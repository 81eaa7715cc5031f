//! Receiver operating characteristic over a fixed threshold grid.

use tracing::debug;

use crate::bins::linspace;
use crate::confusion::{ConfusionMatrix, binarize};
use crate::error::{MetricsError, check_parallel};

/// Number of thresholds evaluated: 0.0, 0.1, …, 1.0.
pub const ROC_THRESHOLDS: usize = 11;

/// True and false positive rates at each threshold.
#[derive(Debug, Clone, PartialEq)]
#[cfg_attr(
    feature = "serde",
    derive(serde_crate::Serialize, serde_crate::Deserialize),
    serde(crate = "serde_crate")
)]
pub struct RocCurve {
    pub thresholds: Vec<f64>,
    pub fpr: Vec<f64>,
    pub tpr: Vec<f64>,
}

impl RocCurve {
    /// `(fpr, tpr)` pairs in threshold order.
    pub fn points(&self) -> impl Iterator<Item = (f64, f64)> + '_ {
        self.fpr.iter().copied().zip(self.tpr.iter().copied())
    }
}

/// Evaluates TPR and FPR at thresholds 0.0, 0.1, …, 1.0.
///
/// A sample is predicted positive when its probability is `>=` the
/// threshold. Either rate is 0 when its denominator is 0, e.g. the TPR of
/// a set without positives.
///
/// # Errors
///
/// [`MetricsError::LengthMismatch`] if `y_true` and `y_probs` differ in length.
pub fn roc_curve<L: PartialEq>(
    y_true: &[L],
    y_probs: &[f64],
    positive_label: &L,
) -> Result<RocCurve, MetricsError> {
    check_parallel(y_true.len(), y_probs.len())?;
    let truth = binarize(y_true, positive_label);
    let thresholds = linspace(0.0, 1.0, ROC_THRESHOLDS).to_vec();

    let mut fpr = Vec::with_capacity(thresholds.len());
    let mut tpr = Vec::with_capacity(thresholds.len());
    for &threshold in &thresholds {
        let predicted: Vec<u8> = y_probs
            .iter()
            .map(|&p| u8::from(p >= threshold))
            .collect();
        let cm = ConfusionMatrix::from_binary(&truth, &predicted)?;
        tpr.push(cm.recall());
        fpr.push(cm.false_positive_rate());
    }

    debug!(n_samples = y_probs.len(), "computed ROC curve");
    Ok(RocCurve {
        thresholds,
        fpr,
        tpr,
    })
}
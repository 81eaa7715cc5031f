//! Seeded synthetic datasets.

use ndarray::{Array2, Axis};
use rand::seq::SliceRandom;
use rand::{Rng, SeedableRng};
use rand_xoshiro::Xoshiro256PlusPlus;

/// Feature matrix with a parallel label vector.
#[derive(Debug, Clone, PartialEq)]
pub struct Dataset {
    pub features: Array2<f64>,
    pub labels: Vec<u8>,
}

impl Dataset {
    pub fn len(&self) -> usize {
        self.labels.len()
    }

    pub fn is_empty(&self) -> bool {
        self.labels.is_empty()
    }

    /// Splits off the first `train_fraction` of the rows as a training set.
    /// Row order is kept, so shuffle first if the rows are grouped.
    pub fn split(&self, train_fraction: f64) -> (Dataset, Dataset) {
        let cut = ((self.len() as f64) * train_fraction.clamp(0.0, 1.0)).round() as usize;
        let (head, tail) = self.features.view().split_at(Axis(0), cut);
        (
            Dataset {
                features: head.to_owned(),
                labels: self.labels[..cut].to_vec(),
            },
            Dataset {
                features: tail.to_owned(),
                labels: self.labels[cut..].to_vec(),
            },
        )
    }
}

/// Two square clouds of `n_per_class` points each: label 0 around the
/// origin, label 1 around `(2.5, 2.5)`. Every coordinate is offset by a
/// uniform draw from `[-spread, spread)`. Rows are shuffled.
pub fn two_blobs(n_per_class: usize, spread: f64, seed: u64) -> Dataset {
    let mut rng = Xoshiro256PlusPlus::seed_from_u64(seed);
    let centers = [(0_u8, 0.0), (1_u8, 2.5)];

    let mut rows: Vec<([f64; 2], u8)> = centers
        .iter()
        .flat_map(|&(label, c)| std::iter::repeat_n((label, c), n_per_class))
        .map(|(label, c)| {
            let mut jitter = || {
                if spread > 0.0 {
                    rng.random_range(-spread..spread)
                } else {
                    0.0
                }
            };
            ([c + jitter(), c + jitter()], label)
        })
        .collect();
    rows.shuffle(&mut rng);

    let features = Array2::from_shape_fn((rows.len(), 2), |(i, j)| rows[i].0[j]);
    let labels = rows.iter().map(|&(_, label)| label).collect();
    Dataset { features, labels }
}
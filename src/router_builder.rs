//! Router builder.
//!
//! Fluent form of [`deploy_router_with`](crate::deploy_router_with), and the
//! only way to attach a responder to a router.

use crate::registry::connect_kind;
use crate::{
    //
    BrokerKind,
    PipeError,
    Responder,
    Result,
    RouterPtr,
    Service,
    Settings,
};

/// Builder for connected routers.
///
/// # Examples
///
/// ## Publishing router with process-wide settings
/// ```no_run
/// use mom_pipe::{BrokerKind, RouterBuilder};
///
/// # async fn example() -> mom_pipe::Result<()> {
/// let router = RouterBuilder::new(BrokerKind::Kafka).build().await?;
/// # Ok(())
/// # }
/// ```
///
/// ## Answering requests under a service name
/// ```
/// use mom_pipe::{BrokerKind, Responder, RouterBuilder, Settings};
///
/// # async fn example() -> mom_pipe::Result<()> {
/// mom_pipe::enable::<u64>("doc.u64")?;
///
/// let router = RouterBuilder::new(BrokerKind::Memory)
///     .settings(Settings::default().with_node_id("doubler"))
///     .service("math.double", Responder::new(|n: u64| async move { Ok(n * 2) }))
///     .build()
///     .await?;
/// # router.close().await
/// # }
/// ```
pub struct RouterBuilder {
    kind: BrokerKind,
    settings: Option<Settings>,
    service: Option<Service>,
}

impl RouterBuilder {
    // ---
    pub fn new(kind: BrokerKind) -> Self {
        Self {
            kind,
            settings: None,
            service: None,
        }
    }

    /// Use `settings` instead of the process-wide settings.
    pub fn settings(mut self, settings: Settings) -> Self {
        self.settings = Some(settings);
        self
    }

    /// Answer `get()` requests addressed to `name` with `responder`.
    ///
    /// Ignored, with a warning, by backends without request/response.
    pub fn service(mut self, name: impl Into<String>, responder: Responder) -> Self {
        self.service = Some(Service::new(name, responder));
        self
    }

    /// Connect the router (consumes self).
    ///
    /// # Errors
    ///
    /// [`PipeError::Config`] for an empty service name,
    /// [`PipeError::UnsupportedBroker`] for a backend that is not compiled
    /// in, or the backend's connect error.
    pub async fn build(self) -> Result<RouterPtr> {
        // ---
        if let Some(service) = &self.service {
            if service.name.trim().is_empty() {
                return Err(PipeError::Config("service name must not be empty".into()));
            }
        }

        let settings = self.settings.unwrap_or_else(Settings::global);
        connect_kind(self.kind, &settings, self.service).await
    }
}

• Exercise prompt
Word for word, restate each record in the listing.

• Expected answer
repository 81eaa7715cc5031f
//! Receiver operating characteristic over a fixed threshold grid.

use tracing::debug;

use crate::bins::linspace;
use crate::confusion::{ConfusionMatrix, binarize};
use crate::error::{MetricsError, check_parallel};

/// Number of thresholds evaluated: 0.0, 0.1, …, 1.0.
pub const ROC_THRESHOLDS: usize = 11;

/// True and false positive rates at each threshold.
#[derive(Debug, Clone, PartialEq)]
#[cfg_attr(
    feature = "serde",
    derive(serde_crate::Serialize, serde_crate::Deserialize),
    serde(crate = "serde_crate")
)]
pub struct RocCurve {
    pub thresholds: Vec<f64>,
    pub fpr: Vec<f64>,
    pub tpr: Vec<f64>,
}

impl RocCurve {
    /// `(fpr, tpr)` pairs in threshold order.
    pub fn points(&self) -> impl Iterator<Item = (f64, f64)> + '_ {
        self.fpr.iter().copied().zip(self.tpr.iter().copied())
    }
}

/// Evaluates TPR and FPR at thresholds 0.0, 0.1, …, 1.0.
///
/// A sample is predicted positive when its probability is `>=` the
/// threshold. Either rate is 0 when its denominator is 0, e.g. the TPR of
/// a set without positives.
///
/// # Errors
///
/// [`MetricsError::LengthMismatch`] if `y_true` and `y_probs` differ in length.
pub fn roc_curve<L: PartialEq>(
    y_true: &[L],
    y_probs: &[f64],
    positive_label: &L,
) -> Result<RocCurve, MetricsError> {
    check_parallel(y_true.len(), y_probs.len())?;
    let truth = binarize(y_true, positive_label);
    let thresholds = linspace(0.0, 1.0, ROC_THRESHOLDS).to_vec();

    let mut fpr = Vec::with_capacity(thresholds.len());
    let mut tpr = Vec::with_capacity(thresholds.len());
    for &threshold in &thresholds {
        let predicted: Vec<u8> = y_probs
            .iter()
            .map(|&p| u8::from(p >= threshold))
            .collect();
        let cm = ConfusionMatrix::from_binary(&truth, &predicted)?;
        tpr.push(cm.recall());
        fpr.push(cm.false_positive_rate());
    }

    debug!(n_samples = y_probs.len(), "computed ROC curve");
    Ok(RocCurve {
        thresholds,
        fpr,
        tpr,
    })
}
repository 81eaa7715cc5031f
//! Seeded synthetic datasets.

use ndarray::{Array2, Axis};
use rand::seq::SliceRandom;
use rand::{Rng, SeedableRng};
use rand_xoshiro::Xoshiro256PlusPlus;

/// Feature matrix with a parallel label vector.
#[derive(Debug, Clone, PartialEq)]
pub struct Dataset {
    pub features: Array2<f64>,
    pub labels: Vec<u8>,
}

impl Dataset {
    pub fn len(&self) -> usize {
        self.labels.len()
    }

    pub fn is_empty(&self) -> bool {
        self.labels.is_empty()
    }

    /// Splits off the first `train_fraction` of the rows as a training set.
    /// Row order is kept, so shuffle first if the rows are grouped.
    pub fn split(&self, train_fraction: f64) -> (Dataset, Dataset) {
        let cut = ((self.len() as f64) * train_fraction.clamp(0.0, 1.0)).round() as usize;
        let (head, tail) = self.features.view().split_at(Axis(0), cut);
        (
            Dataset {
                features: head.to_owned(),
                labels: self.labels[..cut].to_vec(),
            },
            Dataset {
                features: tail.to_owned(),
                labels: self.labels[cut..].to_vec(),
            },
        )
    }
}

/// Two square clouds of `n_per_class` points each: label 0 around the
/// origin, label 1 around `(2.5, 2.5)`. Every coordinate is offset by a
/// uniform draw from `[-spread, spread)`. Rows are shuffled.
pub fn two_blobs(n_per_class: usize, spread: f64, seed: u64) -> Dataset {
    let mut rng = Xoshiro256PlusPlus::seed_from_u64(seed);
    let centers = [(0_u8, 0.0), (1_u8, 2.5)];

    let mut rows: Vec<([f64; 2], u8)> = centers
        .iter()
        .flat_map(|&(label, c)| std::iter::repeat_n((label, c), n_per_class))
        .map(|(label, c)| {
            let mut jitter = || {
                if spread > 0.0 {
                    rng.random_range(-spread..spread)
                } else {
                    0.0
                }
            };
            ([c + jitter(), c + jitter()], label)
        })
        .collect();
    rows.shuffle(&mut rng);

    let features = Array2::from_shape_fn((rows.len(), 2), |(i, j)| rows[i].0[j]);
    let labels = rows.iter().map(|&(_, label)| label).collect();
    Dataset { features, labels }
}
filename src/router_builder.rs
//! Router builder.
//!
//! Fluent form of [`deploy_router_with`](crate::deploy_router_with), and the
//! only way to attach a responder to a router.

use crate::registry::connect_kind;
use crate::{
    //
    BrokerKind,
    PipeError,
    Responder,
    Result,
    RouterPtr,
    Service,
    Settings,
};

/// Builder for connected routers.
///
/// # Examples
///
/// ## Publishing router with process-wide settings
/// ```no_run
/// use mom_pipe::{BrokerKind, RouterBuilder};
///
/// # async fn example() -> mom_pipe::Result<()> {
/// let router = RouterBuilder::new(BrokerKind::Kafka).build().await?;
/// # Ok(())
/// # }
/// ```
///
/// ## Answering requests under a service name
/// ```
/// use mom_pipe::{BrokerKind, Responder, RouterBuilder, Settings};
///
/// # async fn example() -> mom_pipe::Result<()> {
/// mom_pipe::enable::<u64>("doc.u64")?;
///
/// let router = RouterBuilder::new(BrokerKind::Memory)
///     .settings(Settings::default().with_node_id("doubler"))
///     .service("math.double", Responder::new(|n: u64| async move { Ok(n * 2) }))
///     .build()
///     .await?;
/// # router.close().await
/// # }
/// ```
pub struct RouterBuilder {
    kind: BrokerKind,
    settings: Option<Settings>,
    service: Option<Service>,
}

impl RouterBuilder {
    // ---
    pub fn new(kind: BrokerKind) -> Self {
        Self {
            kind,
            settings: None,
            service: None,
        }
    }

    /// Use `settings` instead of the process-wide settings.
    pub fn settings(mut self, settings: Settings) -> Self {
        self.settings = Some(settings);
        self
    }

    /// Answer `get()` requests addressed to `name` with `responder`.
    ///
    /// Ignored, with a warning, by backends without request/response.
    pub fn service(mut self, name: impl Into<String>, responder: Responder) -> Self {
        self.service = Some(Service::new(name, responder));
        self
    }

    /// Connect the router (consumes self).
    ///
    /// # Errors
    ///
    /// [`PipeError::Config`] for an empty service name,
    /// [`PipeError::UnsupportedBroker`] for a backend that is not compiled
    /// in, or the backend's connect error.
    pub async fn build(self) -> Result<RouterPtr> {
        // ---
        if let Some(service) = &self.service {
            if service.name.trim().is_empty() {
                return Err(PipeError::Config("service name must not be empty".into()));
            }
        }

        let settings = self.settings.unwrap_or_else(Settings::global);
        connect_kind(self.kind, &settings, self.service).await
    }
}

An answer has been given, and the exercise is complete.